Décio Arnhold, dono de 10 alqueires e arrendatário de outros 2 na vizinha Toledo, pensa de outra forma. No verão passado, ele plantou 4 alqueires de milho e 6 de soja. Para o inverno, usou toda a área para o milho safrinha, mas também terá de comprar de terceiros, já que é suinocultor e tem vaca leiteira. "Estou penando e tive de ir esses dias ao médico, porque estou pagando para produzir suínos", contou. "Para mim, o aumento do preço do milho piorou a situação".

Foi esse aumento que estimulou Atílio Maróstica a destinar 50 de seus 285 alqueires em Cascavel ao milho safrinha. No ano passado, toda a área foi ocupada com aveia. Ele nunca plantou mais milho do que soja na safra de verão, mas na temporada 2007/08 dividirá sua área em partes iguais. No ciclo 2005/06, o milho ficou com 25%, e em 2006/07 com 30%. Mesmo assim, garante que essa intenção nada tem a ver com as projeções atuais dos analistas. "O milho é uma paixão do produtor, é uma cultura linda", derrete-se.

Na disputa por terras no Paraná, contudo, há outros fatores na equação que resulta no plantio de milho ou soja no verão. O fator clima, por exemplo, tem especial relevância, e é preciso lembrar que o milho não é muito amigo de noites quentes. "A transição da soja para o milho, se existir, será lenta", afirma Nelson Paludo, presidente do Sindicato Rural de Toledo. Para isso, ressalta, também é preciso ampliar investimentos em novos equipamentos, sobretudo para a colheita, e acabar de vez com as incertezas que cercam os transgênicos no Paraná, já que o governo estadual é frontalmente contra os organismos geneticamente modificados (OGMs).

O coordenador técnico da regional de Toledo do Departamento de Economia Rural (Deral), da Secretaria da Agricultura do Paraná, João Luis Nogueira, é outro especialista que não acredita em grandes alterações no perfil da safra estadual nos próximos anos. Na região de Toledo, que inclui 20 municípios, está 26% da área destinada ao milho safrinha paranaense: são 356 mil hectares, de um total de 1,38 milhão plantados no Estado. O incremento foi de 64% na comparação com o ano passado.

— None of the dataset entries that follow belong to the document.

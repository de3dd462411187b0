use super::*;

#[test]
fn test_startpos_moves() {
    let pos = Position::startpos();
    // Starting position has 20 legal moves
    assert_eq!(pos.legal_moves().len(), 20);
    assert_eq!(pos.side_to_move(), Color::White);
    assert_eq!(pos.status(), GameStatus::Ongoing);
}

#[test]
fn test_kiwipete_moves_with_short_fen() {
    // Kiwipete without move counters
    let pos =
        Position::from_fen("r3k2r/p1ppqpb1/bn2pnp1/3PN3/1p2P3/2N2Q1p/PPPBBPPP/R3K2R w KQkq -")
            .unwrap();
    assert_eq!(pos.legal_moves().len(), 48);
}

#[test]
fn test_invalid_fen_is_rejected() {
    let err = Position::from_fen("not a fen").unwrap_err();
    assert!(matches!(err, RulesError::InvalidFen { .. }));
}

#[test]
fn test_fen_round_trip_startpos() {
    let start = "rnbqkbnr/pppppppp/8/8/8/8/PPPPPPPP/RNBQKBNR w KQkq - 0 1";
    assert_eq!(Position::startpos().to_fen(), start);
    assert_eq!(Position::from_fen(start).unwrap().to_string(), start);
}

#[test]
fn test_piece_at_reads_both_colors() {
    let pos = Position::startpos();
    assert_eq!(
        pos.piece_at(coord_to_sq("e1").unwrap()),
        Some(Piece::new(Color::White, PieceKind::King))
    );
    assert_eq!(
        pos.piece_at(coord_to_sq("d8").unwrap()),
        Some(Piece::new(Color::Black, PieceKind::Queen))
    );
    assert_eq!(pos.piece_at(coord_to_sq("e4").unwrap()), None);
    assert_eq!(pos.piece_at(64), None);
}

#[test]
fn test_make_unmake_restores_position() {
    let mut pos =
        Position::from_fen("r3k2r/p1ppqpb1/bn2pnp1/3PN3/1p2P3/2N2Q1p/PPPBBPPP/R3K2R w KQkq - 0 1")
            .unwrap();
    let before = pos.to_fen();
    for mv in pos.legal_moves() {
        let undo = pos.make_move(mv).unwrap();
        assert_eq!(pos.side_to_move(), Color::Black);
        pos.unmake_move(mv, undo);
        assert_eq!(pos.to_fen(), before);
    }
}

#[test]
fn test_make_move_rejects_illegal_move() {
    let mut pos = Position::startpos();
    let mv: Move = "e2e5".parse().unwrap();
    let err = pos.make_move(mv).unwrap_err();
    assert!(matches!(err, RulesError::IllegalMove { .. }));
    assert_eq!(pos.to_fen(), Position::startpos().to_fen());
}

#[test]
fn test_capture_detection() {
    // White pawn on e4 can take d5
    let pos = Position::from_fen("4k3/8/8/3p4/4P3/8/8/4K3 w - - 0 1").unwrap();
    let capture: Move = "e4d5".parse().unwrap();
    let push: Move = "e4e5".parse().unwrap();
    assert!(pos.is_capture(capture));
    assert!(!pos.is_capture(push));
}

#[test]
fn test_castling_is_not_a_capture() {
    let pos = Position::from_fen("4k3/8/8/8/8/8/8/4K2R w K - 0 1").unwrap();
    // cozy-chess encodes O-O as king takes rook
    let castle: Move = "e1h1".parse().unwrap();
    assert!(pos.legal_moves().contains(&castle));
    assert!(!pos.is_capture(castle));
}

#[test]
fn test_checkmate_status() {
    // Scholar's mate, black to move
    let pos =
        Position::from_fen("r1bqkbnr/pppp1Qpp/2n5/4p3/2B1P3/8/PPPP1PPP/RNB1K1NR b KQkq - 0 4")
            .unwrap();
    assert_eq!(pos.status(), GameStatus::Checkmate);
    assert!(pos.is_checkmate());
    assert!(pos.is_game_over());
    assert!(!pos.is_draw());
    assert!(pos.legal_moves().is_empty());
}
//! Standard-chess [`Rules`] implementation backed by `cozy-chess`.
//!
//! Move generation and FEN handling are delegated; this type adds the
//! make/unmake pair the search expects and the draw bookkeeping
//! (repetition history, fifty-move rule, insufficient material).

use std::fmt;
use std::str::FromStr;

use cozy_chess::{Board, Move};

use crate::{
    error::RulesError,
    rules::{GameStatus, Rules},
    types::*,
};

#[derive(Clone, Debug)]
pub struct Position {
    board: Board,
    /// Hashes of every position reached so far, current one last.
    history: Vec<u64>,
}

impl Position {
    pub fn startpos() -> Self {
        Self::from_board(Board::default())
    }

    pub fn from_board(board: Board) -> Self {
        let history = vec![board.hash()];
        Self { board, history }
    }

    /// Parses Forsyth-Edwards Notation. The halfmove and fullmove counters
    /// may be omitted and default to `0 1`.
    pub fn from_fen(fen: &str) -> Result<Self, RulesError> {
        let fields: Vec<&str> = fen.split_whitespace().collect();
        let padded = match fields.len() {
            4 => format!("{} 0 1", fields.join(" ")),
            5 => format!("{} 1", fields.join(" ")),
            _ => fields.join(" "),
        };
        let board = Board::from_fen(&padded, false).map_err(|e| RulesError::InvalidFen {
            fen: fen.to_string(),
            reason: format!("{e:?}"),
        })?;
        Ok(Self::from_board(board))
    }

    pub fn to_fen(&self) -> String {
        self.board.to_string()
    }

    pub fn board(&self) -> &Board {
        &self.board
    }

    pub fn halfmove_clock(&self) -> u32 {
        self.board.halfmove_clock() as u32
    }

    /// Whether the side to move is in check.
    pub fn in_check(&self) -> bool {
        !self.board.checkers().is_empty()
    }

    pub fn is_fifty_move_draw(&self) -> bool {
        self.board.halfmove_clock() >= 100
    }

    pub fn is_threefold_repetition(&self) -> bool {
        let key = self.board.hash();
        self.history.iter().filter(|&&k| k == key).count() >= 3
    }

    /// Bare kings, or kings plus a single minor piece.
    pub fn is_insufficient_material(&self) -> bool {
        let b = &self.board;
        let mating_material = b.pieces(cozy_chess::Piece::Pawn)
            | b.pieces(cozy_chess::Piece::Rook)
            | b.pieces(cozy_chess::Piece::Queen);
        mating_material.is_empty() && b.occupied().len() <= 3
    }
}

impl Default for Position {
    fn default() -> Self {
        Self::startpos()
    }
}

impl FromStr for Position {
    type Err = RulesError;

    fn from_str(fen: &str) -> Result<Self, Self::Err> {
        Self::from_fen(fen)
    }
}

impl fmt::Display for Position {
    fn fmt(&self, f: &mut fmt::Formatter<'_>) -> fmt::Result {
        write!(f, "{}", self.board)
    }
}

impl Rules for Position {
    type Move = Move;
    type Undo = Board;

    fn legal_moves_into(&self, out: &mut Vec<Move>) {
        out.clear();
        self.board.generate_moves(|moves| {
            out.extend(moves);
            false
        });
    }

    fn make_move(&mut self, mv: Move) -> Result<Board, RulesError> {
        let undo = self.board.clone();
        self.board
            .try_play(mv)
            .map_err(|_| RulesError::IllegalMove {
                mv: mv.to_string(),
                fen: undo.to_string(),
            })?;
        self.history.push(self.board.hash());
        Ok(undo)
    }

    fn unmake_move(&mut self, _mv: Move, undo: Board) {
        self.board = undo;
        self.history.pop();
    }

    fn side_to_move(&self) -> Color {
        self.board.side_to_move().into()
    }

    fn status(&self) -> GameStatus {
        let has_moves = self.board.generate_moves(|_| true);
        if !has_moves {
            return if self.in_check() {
                GameStatus::Checkmate
            } else {
                GameStatus::Stalemate
            };
        }
        if self.is_fifty_move_draw()
            || self.is_threefold_repetition()
            || self.is_insufficient_material()
        {
            return GameStatus::Draw;
        }
        GameStatus::Ongoing
    }

    fn piece_at(&self, sq: u8) -> Option<Piece> {
        if sq >= 64 {
            return None;
        }
        let square = cozy_chess::Square::index(sq as usize);
        let kind = self.board.piece_on(square)?;
        let color = self.board.color_on(square)?;
        Some(Piece::new(color.into(), kind.into()))
    }

    fn is_capture(&self, mv: Move) -> bool {
        // Castling is encoded as king-takes-own-rook, so only enemy pieces count.
        self.board.colors(!self.board.side_to_move()).has(mv.to)
    }
}

impl From<cozy_chess::Color> for Color {
    fn from(c: cozy_chess::Color) -> Self {
        match c {
            cozy_chess::Color::White => Color::White,
            cozy_chess::Color::Black => Color::Black,
        }
    }
}

impl From<cozy_chess::Piece> for PieceKind {
    fn from(p: cozy_chess::Piece) -> Self {
        match p {
            cozy_chess::Piece::Pawn => PieceKind::Pawn,
            cozy_chess::Piece::Knight => PieceKind::Knight,
            cozy_chess::Piece::Bishop => PieceKind::Bishop,
            cozy_chess::Piece::Rook => PieceKind::Rook,
            cozy_chess::Piece::Queen => PieceKind::Queen,
            cozy_chess::Piece::King => PieceKind::King,
        }
    }
}

#[cfg(test)]
#[path = "board_tests.rs"]
mod board_tests;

Na opinião de Nogueira, além de preço melhor do milho, o agricultor colheu a soja de verão mais cedo neste ano, não encontrou razões para plantar trigo por falta de política e decidiu usar terras que no inverno passado ficaram em pousio, e por isso aumentou a área de safrinha. "Só teremos mudanças significativas em 2007/08 se houver frustração na safrinha e o preço do milho melhorar muito". Na última safra de verão, 443 mil hectares na região foram ocupados com soja e 39 mil hectares com milho.

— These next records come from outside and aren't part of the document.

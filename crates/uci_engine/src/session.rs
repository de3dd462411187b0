//! UCI command handling, kept apart from stdin/stdout so it can be tested.

use std::io::{self, Write};

use chess_core::{move_to_uci, set_position_from_uci, Color, Position, Rules};
use classical_engine::{is_mate_score, MATE_SCORE};
use opponent::{Difficulty, Opponent};
use tracing::{debug, error, warn};

/// Whether the command loop should keep reading.
#[derive(Debug, Clone, Copy, PartialEq, Eq)]
pub enum Flow {
    Continue,
    Quit,
}

pub struct Session {
    pos: Position,
    difficulty: Difficulty,
    opponent: Opponent,
}

impl Session {
    pub fn new(opponent: Opponent, difficulty: Difficulty) -> Self {
        Self {
            pos: Position::startpos(),
            difficulty,
            opponent,
        }
    }

    pub fn position(&self) -> &Position {
        &self.pos
    }

    pub fn difficulty(&self) -> Difficulty {
        self.difficulty
    }

    /// Handles one line of input, writing any reply to `out`.
    pub fn handle<W: Write>(&mut self, line: &str, out: &mut W) -> io::Result<Flow> {
        let parts: Vec<&str> = line.split_whitespace().collect();
        let Some(&command) = parts.first() else {
            return Ok(Flow::Continue);
        };

        match command {
            "uci" => {
                writeln!(out, "id name Opponent {}", env!("CARGO_PKG_VERSION"))?;
                writeln!(out, "id author ML-chess")?;
                writeln!(
                    out,
                    "option name Difficulty type combo default {} var beginner var easy var hard var master",
                    self.difficulty
                )?;
                writeln!(out, "uciok")?;
            }
            "isready" => {
                writeln!(out, "readyok")?;
            }
            "setoption" => self.set_option(&parts[1..]),
            "ucinewgame" => {
                self.pos = Position::startpos();
            }
            "position" => match set_position_from_uci(&parts[1..]) {
                Ok(pos) => self.pos = pos,
                Err(e) => warn!("ignoring position command: {e}"),
            },
            "go" => self.go(out)?,
            "quit" => return Ok(Flow::Quit),
            _ => debug!(command, "ignoring unknown command"),
        }
        out.flush()?;
        Ok(Flow::Continue)
    }

    // Example: setoption name Difficulty value master
    fn set_option(&mut self, args: &[&str]) {
        let name_at = args.iter().position(|&x| x == "name");
        let value_at = args.iter().position(|&x| x == "value");
        let (Some(name_at), Some(value_at)) = (name_at, value_at) else {
            warn!(?args, "malformed setoption");
            return;
        };
        if value_at <= name_at {
            warn!(?args, "malformed setoption");
            return;
        }

        let name = args[name_at + 1..value_at].join(" ");
        let value = args[value_at + 1..].join(" ");
        if !name.eq_ignore_ascii_case("difficulty") {
            debug!(%name, "ignoring unknown option");
            return;
        }
        match value.parse() {
            Ok(difficulty) => self.difficulty = difficulty,
            Err(e) => warn!("{e}"),
        }
    }

    fn go<W: Write>(&mut self, out: &mut W) -> io::Result<()> {
        // Clock arguments are ignored: strength comes from the difficulty alone
        match self.opponent.search(&self.pos, self.difficulty) {
            Ok(result) => {
                let side = self.pos.side_to_move();
                writeln!(
                    out,
                    "info depth {} score {} nodes {}",
                    result.depth,
                    uci_score(result.score, result.depth, side),
                    result.nodes
                )?;
                match result.best_move {
                    Some(mv) => writeln!(out, "bestmove {}", move_to_uci(&self.pos, mv))?,
                    None => writeln!(out, "bestmove 0000")?,
                }
            }
            Err(e) => {
                error!("search failed: {e}");
                writeln!(out, "bestmove 0000")?;
            }
        }
        Ok(())
    }
}

/// Converts a White-relative score to UCI's side-to-move `cp`/`mate` form.
pub fn uci_score(score: i32, depth: u8, side: Color) -> String {
    let relative = match side {
        Color::White => score,
        Color::Black => -score,
    };
    if is_mate_score(relative) {
        // Mate scores carry the depth left when the mate was found
        let plies = (depth as i32 - (relative.abs() - MATE_SCORE)).max(1);
        let moves = (plies + 1) / 2;
        let moves = if relative > 0 { moves } else { -moves };
        format!("mate {moves}")
    } else {
        format!("cp {relative}")
    }
}

#[cfg(test)]
#[path = "session_tests.rs"]
mod session_tests;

Já nas empresas que vendem sementes e recebem grãos, as fichas estão no avanço do milho. "Nossos técnicos estimam que a área de milho aumentará cerca de 50% em relação ao ano passado", contou o agrônomo Humberto Sacchi, da Sperafico Agroindustrial, de Toledo. Jorge Shimomura, que trabalha na cooperativa Coamo e preside a Associação dos Engenheiros Agrônomos do município, também acredita em redução da área de soja e pecuária, mas fala em aumento de 10% a 15% do milho. "Muitos que não plantaram milho no verão vão plantar em 2007/08. Os clientes que atendo pedem semente de soja e um pouquinho de milho", disse. "O pequeno produtor sempre planta milho para uso próprio, quem está mudando é o maior".

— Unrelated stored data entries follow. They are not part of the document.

//! Minimax search with alpha-beta pruning

use chess_core::{Color, GameStatus, Rules, SearchError};
use tracing::debug;

use crate::eval::Evaluator;

/// Larger than any score the search can produce.
pub const INFINITY: i32 = 1_000_000_000;
/// Base score for a checkmate; far above any material count.
pub const MATE_SCORE: i32 = 1_000_000;
pub const DRAW_SCORE: i32 = 0;

/// True if `score` encodes a forced mate for either side.
pub fn is_mate_score(score: i32) -> bool {
    score.abs() >= MATE_SCORE
}

/// Score for a finished game, or None if play continues.
///
/// Mates found with more depth left are nearer the root and score higher,
/// so the search prefers the quickest mate.
fn terminal_score(status: GameStatus, depth: u8, maximizing: bool) -> Option<i32> {
    match status {
        GameStatus::Ongoing => None,
        GameStatus::Checkmate => {
            let mate = MATE_SCORE + depth as i32;
            Some(if maximizing { -mate } else { mate })
        }
        GameStatus::Stalemate | GameStatus::Draw => Some(DRAW_SCORE),
    }
}

/// Captures first. The sort is stable so generation order decides the rest.
fn order_moves<P: Rules>(pos: &P, moves: &mut [P::Move]) {
    moves.sort_by_key(|&mv| !pos.is_capture(mv));
}

/// One search call's worth of state: the evaluator and a node counter.
pub struct Searcher<'a, E> {
    evaluator: &'a E,
    nodes: u64,
}

impl<'a, E> Searcher<'a, E> {
    pub fn new(evaluator: &'a E) -> Self {
        Self {
            evaluator,
            nodes: 0,
        }
    }

    /// Nodes visited since this searcher was created.
    pub fn nodes(&self) -> u64 {
        self.nodes
    }

    /// Searches the position and returns the best move with its score.
    ///
    /// # Arguments
    /// * `pos` - The position to search; never modified
    /// * `depth` - Search depth in plies, counting the root move
    ///
    /// # Returns
    /// `Ok(None)` if the side to move has no legal moves, otherwise the best
    /// move for the side to move and its White-relative score. Among moves
    /// with equal scores the first one in search order wins.
    pub fn pick_best_move<P>(
        &mut self,
        pos: &P,
        depth: u8,
    ) -> Result<Option<(P::Move, i32)>, SearchError>
    where
        P: Rules,
        E: Evaluator<P>,
    {
        let mut tmp = pos.clone();
        let mut moves = Vec::with_capacity(64);
        tmp.legal_moves_into(&mut moves);

        if moves.is_empty() {
            return Ok(None);
        }
        order_moves(&tmp, &mut moves);

        let maximizing = tmp.side_to_move() == Color::White;
        let mut alpha = -INFINITY;
        let mut beta = INFINITY;
        let mut best: Option<(P::Move, i32)> = None;

        for mv in moves {
            let undo = tmp.make_move(mv)?;
            self.nodes += 1;
            let score = self.minimax(&mut tmp, depth.saturating_sub(1), alpha, beta, !maximizing);
            tmp.unmake_move(mv, undo);
            let score = score?;

            debug!(mv = %mv, score, depth, "root move searched");

            let improved = match best {
                None => true,
                Some((_, best_score)) if maximizing => score > best_score,
                Some((_, best_score)) => score < best_score,
            };
            if improved {
                best = Some((mv, score));
                // Later root moves only matter if they beat this one
                if maximizing {
                    alpha = alpha.max(score);
                } else {
                    beta = beta.min(score);
                }
            }
        }

        Ok(best)
    }

    /// Recursive minimax search with alpha-beta pruning.
    ///
    /// Returns the White-relative score of `pos` searched `depth` plies deep.
    /// `maximizing` is true when White is to move at this node.
    pub fn minimax<P>(
        &mut self,
        pos: &mut P,
        depth: u8,
        mut alpha: i32,
        mut beta: i32,
        maximizing: bool,
    ) -> Result<i32, SearchError>
    where
        P: Rules,
        E: Evaluator<P>,
    {
        if let Some(score) = terminal_score(pos.status(), depth, maximizing) {
            return Ok(score);
        }

        if depth == 0 {
            return Ok(self.evaluator.evaluate(pos));
        }

        let mut moves = Vec::with_capacity(64);
        pos.legal_moves_into(&mut moves);
        if moves.is_empty() {
            return Err(SearchError::InconsistentRules);
        }
        order_moves(pos, &mut moves);

        let mut best = if maximizing { -INFINITY } else { INFINITY };

        for mv in moves {
            let undo = pos.make_move(mv)?;
            self.nodes += 1;
            let score = self.minimax(pos, depth - 1, alpha, beta, !maximizing);
            pos.unmake_move(mv, undo);
            let score = score?;

            if maximizing {
                best = best.max(score);
                alpha = alpha.max(best);
            } else {
                best = best.min(score);
                beta = beta.min(best);
            }
            if beta <= alpha {
                break; // Cutoff
            }
        }

        Ok(best)
    }

    /// Plain minimax without pruning. Visits the whole tree, so only useful
    /// for checking [`Searcher::minimax`] on small trees.
    pub fn minimax_full<P>(
        &mut self,
        pos: &mut P,
        depth: u8,
        maximizing: bool,
    ) -> Result<i32, SearchError>
    where
        P: Rules,
        E: Evaluator<P>,
    {
        if let Some(score) = terminal_score(pos.status(), depth, maximizing) {
            return Ok(score);
        }

        if depth == 0 {
            return Ok(self.evaluator.evaluate(pos));
        }

        let moves = pos.legal_moves();
        if moves.is_empty() {
            return Err(SearchError::InconsistentRules);
        }

        let mut best = if maximizing { -INFINITY } else { INFINITY };
        for mv in moves {
            let undo = pos.make_move(mv)?;
            self.nodes += 1;
            let score = self.minimax_full(pos, depth - 1, !maximizing);
            pos.unmake_move(mv, undo);
            let score = score?;

            best = if maximizing {
                best.max(score)
            } else {
                best.min(score)
            };
        }
        Ok(best)
    }
}

#[cfg(test)]
#[path = "search_tests.rs"]
mod search_tests;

Mas nem isso pode ser usado como regra. Enquanto toma chimarrão na varanda, o produtor Celso Klein diz que vai plantar soja nos 8 alqueires que tem. "O agricultor não vai ganhar nada com o biocombustível", afirma. Noutra propriedade não muito distante, André Kunzler comenta que "tem muito milho plantado e o preço vai baixar". Seu "quase" vizinho, Marcelo Heck, não plantava milho no verão havia cinco anos. Ele cultivou 10 alqueires na temporada passada e 26 na safrinha. Gostou da experiência e vai repeti-la, mas também garante que não tem nada a ver com as projeções mundiais. "Não dá para se entusiasmar com o etanol, ainda".